------ INPUT DATA ------

mod common;

use axum::http::{Method, StatusCode};
use serde_json::json;

use common::{spawn_app, MailKind};

fn valid_user() -> serde_json::Value {
    json!({
        "name": "Maxim Tsigalko",
        "email": "user@mail.com",
        "password": "P4ssword",
    })
}

#[tokio::test]
async fn registers_a_valid_user() {
    let app = spawn_app().await;

    let (status, body) = app.post("/users", valid_user()).await;

    assert_eq!(status, StatusCode::OK);
    assert_eq!(body["message"], "Account activation link sent to user email");
}

#[tokio::test]
async fn saves_user_inactive_with_hashed_password_and_token() {
    let app = spawn_app().await;

    app.post("/users", valid_user()).await;

    let user = app
        .state
        .store
        .find_user_by_email("user@mail.com")
        .await
        .unwrap()
        .expect("user not saved");
    assert_eq!(user.name, "Maxim Tsigalko");
    assert!(user.inactive);
    assert!(user.activation_token.is_some());
    assert_ne!(user.password_hash, "P4ssword");
    assert!(user.password_hash.starts_with("$argon2id$"));
}

#[tokio::test]
async fn sends_activation_email_containing_the_stored_token() {
    let app = spawn_app().await;

    app.post("/users", valid_user()).await;

    let sent = app.mailer.sent();
    assert_eq!(sent.len(), 1);
    assert_eq!(sent[0].kind, MailKind::Activation);
    assert_eq!(sent[0].to, "user@mail.com");

    let user = app
        .state
        .store
        .find_user_by_email("user@mail.com")
        .await
        .unwrap()
        .unwrap();
    assert_eq!(user.activation_token.as_deref(), Some(sent[0].token.as_str()));
}

#[tokio::test]
async fn rejects_invalid_fields_with_field_messages() {
    let app = spawn_app().await;

    let cases = [
        (json!({"email": "user@mail.com", "password": "P4ssword"}), "name", "Name cannot be empty"),
        (json!({"name": "ab", "email": "user@mail.com", "password": "P4ssword"}), "name", "Name must be at least 3 characters long"),
        (json!({"name": "Maxim Tsigalko", "password": "P4ssword"}), "email", "The Email provided is invalid, please provide valid email"),
        (json!({"name": "Maxim Tsigalko", "email": "mail.com", "password": "P4ssword"}), "email", "The Email provided is invalid, please provide valid email"),
        (json!({"name": "Maxim Tsigalko", "email": "user@mail.com"}), "password", "Password cannot be empty"),
        (json!({"name": "Maxim Tsigalko", "email": "user@mail.com", "password": "P4ssw"}), "password", "Password should be at least 8 characters long"),
        (json!({"name": "Maxim Tsigalko", "email": "user@mail.com", "password": "alllowercase"}), "password", "Password should contain small letter, Capital letter and a number"),
        (json!({"name": "Maxim Tsigalko", "email": "user@mail.com", "password": "1234567890"}), "password", "Password should contain small letter, Capital letter and a number"),
    ];

    for (body, field, expected) in cases {
        let (status, response) = app.post("/users", body.clone()).await;
        assert_eq!(status, StatusCode::BAD_REQUEST, "body: {body}");
        assert_eq!(response["message"], "Validation failure");
        assert_eq!(
            response["validationErrors"][field], expected,
            "body: {body}"
        );
    }
}

#[tokio::test]
async fn reports_all_invalid_fields_at_once() {
    let app = spawn_app().await;

    let (status, body) = app.post("/users", json!({"password": "P4ssword"})).await;

    assert_eq!(status, StatusCode::BAD_REQUEST);
    let errors = body["validationErrors"].as_object().unwrap();
    assert_eq!(errors.len(), 2);
    assert!(errors.contains_key("name"));
    assert!(errors.contains_key("email"));
}

#[tokio::test]
async fn rejects_email_already_in_use() {
    let app = spawn_app().await;
    app.post("/users", valid_user()).await;

    let (status, body) = app.post("/users", valid_user()).await;

    assert_eq!(status, StatusCode::BAD_REQUEST);
    assert_eq!(
        body["validationErrors"]["email"],
        "The Email provided is already in use"
    );
}

#[tokio::test]
async fn email_failure_returns_502_and_saves_no_user() {
    let app = spawn_app().await;
    app.mailer.set_failing(true);

    let (status, body) = app.post("/users", valid_user()).await;

    assert_eq!(status, StatusCode::BAD_GATEWAY);
    assert_eq!(body["message"], "E-mail failure");
    assert!(app
        .state
        .store
        .find_user_by_email("user@mail.com")
        .await
        .unwrap()
        .is_none());
}

#[tokio::test]
async fn error_body_carries_path_and_timestamp() {
    let app = spawn_app().await;

    let before = chrono::Utc::now().timestamp_millis();
    let (status, body) = app.post("/users", json!({})).await;

    assert_eq!(status, StatusCode::BAD_REQUEST);
    assert_eq!(body["path"], "/users");
    assert!(body["timestamp"].as_i64().unwrap() >= before);
    assert!(body["message"].is_string());
}

#[tokio::test]
async fn activation_with_valid_token_activates_the_account() {
    let app = spawn_app().await;
    app.post("/users", valid_user()).await;
    let token = app.mailer.last_token().unwrap();

    let (status, body) = app.post(&format!("/users/token/{token}"), json!({})).await;

    assert_eq!(status, StatusCode::OK);
    assert_eq!(body["message"], "The account activated successfully");

    let user = app
        .state
        .store
        .find_user_by_email("user@mail.com")
        .await
        .unwrap()
        .unwrap();
    assert!(!user.inactive);
    assert!(user.activation_token.is_none());
}

#[tokio::test]
async fn activation_with_unknown_token_returns_403() {
    let app = spawn_app().await;
    app.post("/users", valid_user()).await;

    let (status, body) = app
        .post("/users/token/this-token-does-not-exist", json!({}))
        .await;

    assert_eq!(status, StatusCode::FORBIDDEN);
    assert_eq!(body["message"], "The activation link is invalid");

    let user = app
        .state
        .store
        .find_user_by_email("user@mail.com")
        .await
        .unwrap()
        .unwrap();
    assert!(user.inactive);
}

#[tokio::test]
async fn activation_token_is_single_use() {
    let app = spawn_app().await;
    app.post("/users", valid_user()).await;
    let token = app.mailer.last_token().unwrap();

    app.post(&format!("/users/token/{token}"), json!({})).await;
    let (status, _) = app.post(&format!("/users/token/{token}"), json!({})).await;

    assert_eq!(status, StatusCode::FORBIDDEN);
}

#[tokio::test]
async fn trims_name_before_saving() {
    let app = spawn_app().await;

    app.post(
        "/users",
        json!({
            "name": "  Maxim Tsigalko  ",
            "email": "user@mail.com",
            "password": "P4ssword",
        }),
    )
    .await;

    let user = app
        .state
        .store
        .find_user_by_email("user@mail.com")
        .await
        .unwrap()
        .unwrap();
    assert_eq!(user.name, "Maxim Tsigalko");
}

#[tokio::test]
async fn client_cannot_register_an_already_active_account() {
    let app = spawn_app().await;

    let mut body = valid_user();
    body["inactive"] = json!(false);
    app.post("/users", body).await;

    let user = app
        .state
        .store
        .find_user_by_email("user@mail.com")
        .await
        .unwrap()
        .unwrap();
    assert!(user.inactive);
}

#[tokio::test]
async fn unknown_route_is_not_reformatted() {
    let app = spawn_app().await;

    let (status, _) = app
        .request(Method::GET, "/nope", None, None)
        .await;

    assert_eq!(status, StatusCode::NOT_FOUND);
}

------

*WHAT YOU HAVE TO DO:* Would you copy out each record precisely as it stands?

*WRITTEN ANSWER:*
mod common;

use axum::http::{Method, StatusCode};
use serde_json::json;

use common::{spawn_app, MailKind};

fn valid_user() -> serde_json::Value {
    json!({
        "name": "Maxim Tsigalko",
        "email": "user@mail.com",
        "password": "P4ssword",
    })
}

#[tokio::test]
async fn registers_a_valid_user() {
    let app = spawn_app().await;

    let (status, body) = app.post("/users", valid_user()).await;

    assert_eq!(status, StatusCode::OK);
    assert_eq!(body["message"], "Account activation link sent to user email");
}

#[tokio::test]
async fn saves_user_inactive_with_hashed_password_and_token() {
    let app = spawn_app().await;

    app.post("/users", valid_user()).await;

    let user = app
        .state
        .store
        .find_user_by_email("user@mail.com")
        .await
        .unwrap()
        .expect("user not saved");
    assert_eq!(user.name, "Maxim Tsigalko");
    assert!(user.inactive);
    assert!(user.activation_token.is_some());
    assert_ne!(user.password_hash, "P4ssword");
    assert!(user.password_hash.starts_with("$argon2id$"));
}

#[tokio::test]
async fn sends_activation_email_containing_the_stored_token() {
    let app = spawn_app().await;

    app.post("/users", valid_user()).await;

    let sent = app.mailer.sent();
    assert_eq!(sent.len(), 1);
    assert_eq!(sent[0].kind, MailKind::Activation);
    assert_eq!(sent[0].to, "user@mail.com");

    let user = app
        .state
        .store
        .find_user_by_email("user@mail.com")
        .await
        .unwrap()
        .unwrap();
    assert_eq!(user.activation_token.as_deref(), Some(sent[0].token.as_str()));
}

#[tokio::test]
async fn rejects_invalid_fields_with_field_messages() {
    let app = spawn_app().await;

    let cases = [
        (json!({"email": "user@mail.com", "password": "P4ssword"}), "name", "Name cannot be empty"),
        (json!({"name": "ab", "email": "user@mail.com", "password": "P4ssword"}), "name", "Name must be at least 3 characters long"),
        (json!({"name": "Maxim Tsigalko", "password": "P4ssword"}), "email", "The Email provided is invalid, please provide valid email"),
        (json!({"name": "Maxim Tsigalko", "email": "mail.com", "password": "P4ssword"}), "email", "The Email provided is invalid, please provide valid email"),
        (json!({"name": "Maxim Tsigalko", "email": "user@mail.com"}), "password", "Password cannot be empty"),
        (json!({"name": "Maxim Tsigalko", "email": "user@mail.com", "password": "P4ssw"}), "password", "Password should be at least 8 characters long"),
        (json!({"name": "Maxim Tsigalko", "email": "user@mail.com", "password": "alllowercase"}), "password", "Password should contain small letter, Capital letter and a number"),
        (json!({"name": "Maxim Tsigalko", "email": "user@mail.com", "password": "1234567890"}), "password", "Password should contain small letter, Capital letter and a number"),
    ];

    for (body, field, expected) in cases {
        let (status, response) = app.post("/users", body.clone()).await;
        assert_eq!(status, StatusCode::BAD_REQUEST, "body: {body}");
        assert_eq!(response["message"], "Validation failure");
        assert_eq!(
            response["validationErrors"][field], expected,
            "body: {body}"
        );
    }
}

#[tokio::test]
async fn reports_all_invalid_fields_at_once() {
    let app = spawn_app().await;

    let (status, body) = app.post("/users", json!({"password": "P4ssword"})).await;

    assert_eq!(status, StatusCode::BAD_REQUEST);
    let errors = body["validationErrors"].as_object().unwrap();
    assert_eq!(errors.len(), 2);
    assert!(errors.contains_key("name"));
    assert!(errors.contains_key("email"));
}

#[tokio::test]
async fn rejects_email_already_in_use() {
    let app = spawn_app().await;
    app.post("/users", valid_user()).await;

    let (status, body) = app.post("/users", valid_user()).await;

    assert_eq!(status, StatusCode::BAD_REQUEST);
    assert_eq!(
        body["validationErrors"]["email"],
        "The Email provided is already in use"
    );
}

#[tokio::test]
async fn email_failure_returns_502_and_saves_no_user() {
    let app = spawn_app().await;
    app.mailer.set_failing(true);

    let (status, body) = app.post("/users", valid_user()).await;

    assert_eq!(status, StatusCode::BAD_GATEWAY);
    assert_eq!(body["message"], "E-mail failure");
    assert!(app
        .state
        .store
        .find_user_by_email("user@mail.com")
        .await
        .unwrap()
        .is_none());
}

#[tokio::test]
async fn error_body_carries_path_and_timestamp() {
    let app = spawn_app().await;

    let before = chrono::Utc::now().timestamp_millis();
    let (status, body) = app.post("/users", json!({})).await;

    assert_eq!(status, StatusCode::BAD_REQUEST);
    assert_eq!(body["path"], "/users");
    assert!(body["timestamp"].as_i64().unwrap() >= before);
    assert!(body["message"].is_string());
}

#[tokio::test]
async fn activation_with_valid_token_activates_the_account() {
    let app = spawn_app().await;
    app.post("/users", valid_user()).await;
    let token = app.mailer.last_token().unwrap();

    let (status, body) = app.post(&format!("/users/token/{token}"), json!({})).await;

    assert_eq!(status, StatusCode::OK);
    assert_eq!(body["message"], "The account activated successfully");

    let user = app
        .state
        .store
        .find_user_by_email("user@mail.com")
        .await
        .unwrap()
        .unwrap();
    assert!(!user.inactive);
    assert!(user.activation_token.is_none());
}

#[tokio::test]
async fn activation_with_unknown_token_returns_403() {
    let app = spawn_app().await;
    app.post("/users", valid_user()).await;

    let (status, body) = app
        .post("/users/token/this-token-does-not-exist", json!({}))
        .await;

    assert_eq!(status, StatusCode::FORBIDDEN);
    assert_eq!(body["message"], "The activation link is invalid");

    let user = app
        .state
        .store
        .find_user_by_email("user@mail.com")
        .await
        .unwrap()
        .unwrap();
    assert!(user.inactive);
}

#[tokio::test]
async fn activation_token_is_single_use() {
    let app = spawn_app().await;
    app.post("/users", valid_user()).await;
    let token = app.mailer.last_token().unwrap();

    app.post(&format!("/users/token/{token}"), json!({})).await;
    let (status, _) = app.post(&format!("/users/token/{token}"), json!({})).await;

    assert_eq!(status, StatusCode::FORBIDDEN);
}

#[tokio::test]
async fn trims_name_before_saving() {
    let app = spawn_app().await;

    app.post(
        "/users",
        json!({
            "name": "  Maxim Tsigalko  ",
            "email": "user@mail.com",
            "password": "P4ssword",
        }),
    )
    .await;

    let user = app
        .state
        .store
        .find_user_by_email("user@mail.com")
        .await
        .unwrap()
        .unwrap();
    assert_eq!(user.name, "Maxim Tsigalko");
}

#[tokio::test]
async fn client_cannot_register_an_already_active_account() {
    let app = spawn_app().await;

    let mut body = valid_user();
    body["inactive"] = json!(false);
    app.post("/users", body).await;

    let user = app
        .state
        .store
        .find_user_by_email("user@mail.com")
        .await
        .unwrap()
        .unwrap();
    assert!(user.inactive);
}

#[tokio::test]
async fn unknown_route_is_not_reformatted() {
    let app = spawn_app().await;

    let (status, _) = app
        .request(Method::GET, "/nope", None, None)
        .await;

    assert_eq!(status, StatusCode::NOT_FOUND);
}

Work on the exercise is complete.